From: Vlad Buslov <vladbu@nvidia.com>

Allow adding bond net devices to mlx5 bridge with following changes:

- Modify bridge representor code to obtain uplink represetor that belongs
to eswitch that is registered for notification. Require representor to be
in shared FDB mode. If representor is the lag master, then consider its
port as local, otherwise treat it as peer.

- Use devcom to match on paired eswitch metadata in peer FDB entries. This
is necessary for shared FDB LAG to function since packets are always
received on active eswitch instance as opposed to parent eswitch of port.

- Support for deleting peer flows when receiving
SWITCHDEV_FDB_DEL_TO_BRIDGE notification was implemented in one of previous
patches in series. Now also implement support for handling
SWITCHDEV_FDB_ADD_TO_BRIDGE which can be generated on peer by bridge update
workqueue task in LAG configuration. Refresh the flow 'lastuse' timestamp
to current jiffies when receiving such notification on eswitch that manages
the local FDB entry. This allows peer entries to prevent ageing of the FDB.

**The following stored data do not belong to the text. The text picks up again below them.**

use crate::registry::{KeyedLimiter, KeyedLimiterBuilder};
use std::sync::Arc;
use std::time::Duration;

/// Per-conversation LLM quota, sized in requests per hour.
///
/// Wraps a [`KeyedLimiter`] whose buckets refill at `per_hour / 3600`
/// tokens per second, and adds the reset estimate shown to users when
/// their quota runs out.
pub struct LlmQuota {
    inner: Arc<KeyedLimiter>,
    per_hour: u32,
}

impl LlmQuota {
    /// Creates a quota of `per_hour` requests per key per hour.
    ///
    /// Must be called inside a tokio runtime (the inner limiter spawns its
    /// sweeper).
    pub fn new(per_hour: u32, sweep_interval: Duration) -> Self {
        Self::from_builder(per_hour, KeyedLimiter::builder().sweep_interval(sweep_interval))
    }

    /// Creates a quota from a pre-configured builder; capacity and refill
    /// are overridden to the hourly shape.
    pub fn from_builder(per_hour: u32, builder: KeyedLimiterBuilder) -> Self {
        let inner = builder
            .name("llm")
            .capacity(per_hour)
            .refill_per_sec(f64::from(per_hour) / 3600.0)
            .build();
        Self { inner, per_hour }
    }

    /// Attempts to spend one request from the key's hourly quota.
    pub fn allow(&self, key: &str) -> bool {
        self.inner.allow(key)
    }

    /// Remaining requests in the current hour for the key.
    pub fn remaining(&self, key: &str) -> f64 {
        self.inner.remaining(key)
    }

    /// The configured hourly capacity.
    pub fn per_hour(&self) -> u32 {
        self.per_hour
    }

    /// Estimated minutes until the key's quota is fully restored, clamped
    /// to at least one minute. Approximate, but good enough for a
    /// user-facing "try again in N minutes" message.
    pub fn estimate_reset_minutes(&self, key: &str) -> u64 {
        let cap = f64::from(self.per_hour);
        if cap <= 0.0 {
            return 1;
        }
        let remaining = self.remaining(key).clamp(0.0, cap);
        let seconds = (cap - remaining) * 3600.0 / cap;
        let minutes = (seconds / 60.0).ceil() as u64;
        minutes.max(1)
    }

    /// Stops the inner sweeper.
    pub fn stop(&self) {
        self.inner.stop();
    }
}
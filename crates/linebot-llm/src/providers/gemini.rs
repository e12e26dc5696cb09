use super::{ChatProvider, ChatRequest};
use crate::classify::parse_retry_after;
use crate::error::LlmError;
use async_trait::async_trait;
use serde::{Deserialize, Serialize};

const DEFAULT_BASE_URL: &str = "https://generativelanguage.googleapis.com/v1beta";

/// Google Gemini `generateContent` client.
pub struct GeminiClient {
    http: reqwest::Client,
    api_key: String,
    model: String,
    base_url: String,
}

#[derive(Serialize)]
#[serde(rename_all = "camelCase")]
struct GenerateRequest<'a> {
    contents: Vec<Content<'a>>,
    #[serde(skip_serializing_if = "Option::is_none")]
    system_instruction: Option<Content<'a>>,
    #[serde(skip_serializing_if = "Option::is_none")]
    generation_config: Option<GenerationConfig>,
}

#[derive(Serialize)]
struct Content<'a> {
    parts: Vec<Part<'a>>,
}

#[derive(Serialize)]
struct Part<'a> {
    text: &'a str,
}

#[derive(Serialize)]
#[serde(rename_all = "camelCase")]
struct GenerationConfig {
    #[serde(skip_serializing_if = "Option::is_none")]
    temperature: Option<f32>,
    #[serde(skip_serializing_if = "Option::is_none")]
    max_output_tokens: Option<u32>,
}

#[derive(Deserialize)]
struct GenerateResponse {
    #[serde(default)]
    candidates: Vec<Candidate>,
}

#[derive(Deserialize)]
struct Candidate {
    content: Option<CandidateContent>,
}

#[derive(Deserialize)]
struct CandidateContent {
    #[serde(default)]
    parts: Vec<CandidatePart>,
}

#[derive(Deserialize)]
struct CandidatePart {
    #[serde(default)]
    text: String,
}

impl GeminiClient {
    /// Creates a client for one model.
    pub fn new(
        http: reqwest::Client,
        api_key: impl Into<String>,
        model: impl Into<String>,
    ) -> Result<Self, LlmError> {
        let api_key = api_key.into();
        if api_key.trim().is_empty() {
            return Err(LlmError::Config("empty gemini api key".to_string()));
        }
        Ok(Self {
            http,
            api_key,
            model: model.into(),
            base_url: DEFAULT_BASE_URL.to_string(),
        })
    }

    /// Overrides the API base URL (tests, proxies).
    pub fn with_base_url(mut self, base_url: impl Into<String>) -> Self {
        self.base_url = base_url.into();
        self
    }
}

#[async_trait]
impl ChatProvider for GeminiClient {
    fn provider_tag(&self) -> &str {
        "gemini"
    }

    fn model(&self) -> &str {
        &self.model
    }

    async fn complete(&self, request: &ChatRequest) -> Result<String, LlmError> {
        let url = format!(
            "{}/models/{}:generateContent",
            self.base_url, self.model
        );

        let body = GenerateRequest {
            contents: vec![Content {
                parts: vec![Part {
                    text: &request.prompt,
                }],
            }],
            system_instruction: request.system.as_deref().map(|text| Content {
                parts: vec![Part { text }],
            }),
            generation_config: if request.temperature.is_some() || request.max_tokens.is_some() {
                Some(GenerationConfig {
                    temperature: request.temperature,
                    max_output_tokens: request.max_tokens,
                })
            } else {
                None
            },
        };

        let response = self
            .http
            .post(&url)
            .header("x-goog-api-key", &self.api_key)
            .json(&body)
            .send()
            .await?;

        let status = response.status();
        if !status.is_success() {
            let advertised = parse_retry_after(response.headers());
            let retry_after = (!advertised.is_zero()).then_some(advertised);
            let message = response.text().await.unwrap_or_default();
            return Err(LlmError::Provider {
                provider: "gemini".to_string(),
                status: status.as_u16(),
                message,
                retry_after,
            });
        }

        let parsed: GenerateResponse = response.json().await?;
        let text: String = parsed
            .candidates
            .first()
            .and_then(|c| c.content.as_ref())
            .map(|c| {
                c.parts
                    .iter()
                    .map(|p| p.text.as_str())
                    .collect::<Vec<_>>()
                    .join("")
            })
            .unwrap_or_default();

        if text.is_empty() {
            return Err(LlmError::ResponseFormat(
                "gemini response carried no candidate text".to_string(),
            ));
        }
        Ok(text)
    }
}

Signed-off-by: Vlad Buslov <vladbu@nvidia.com>
Reviewed-by: Roi Dayan <roid@nvidia.com>
Reviewed-by: Mark Bloch <mbloch@nvidia.com>
Signed-off-by: Saeed Mahameed <saeedm@nvidia.com>
---
 .../mellanox/mlx5/core/en/rep/bridge.c        | 125 ++++++++++++------
 .../ethernet/mellanox/mlx5/core/esw/bridge.c  |  79 +++++++++--
 .../ethernet/mellanox/mlx5/core/esw/bridge.h  |   3 +
 3 files changed, 159 insertions(+), 48 deletions(-)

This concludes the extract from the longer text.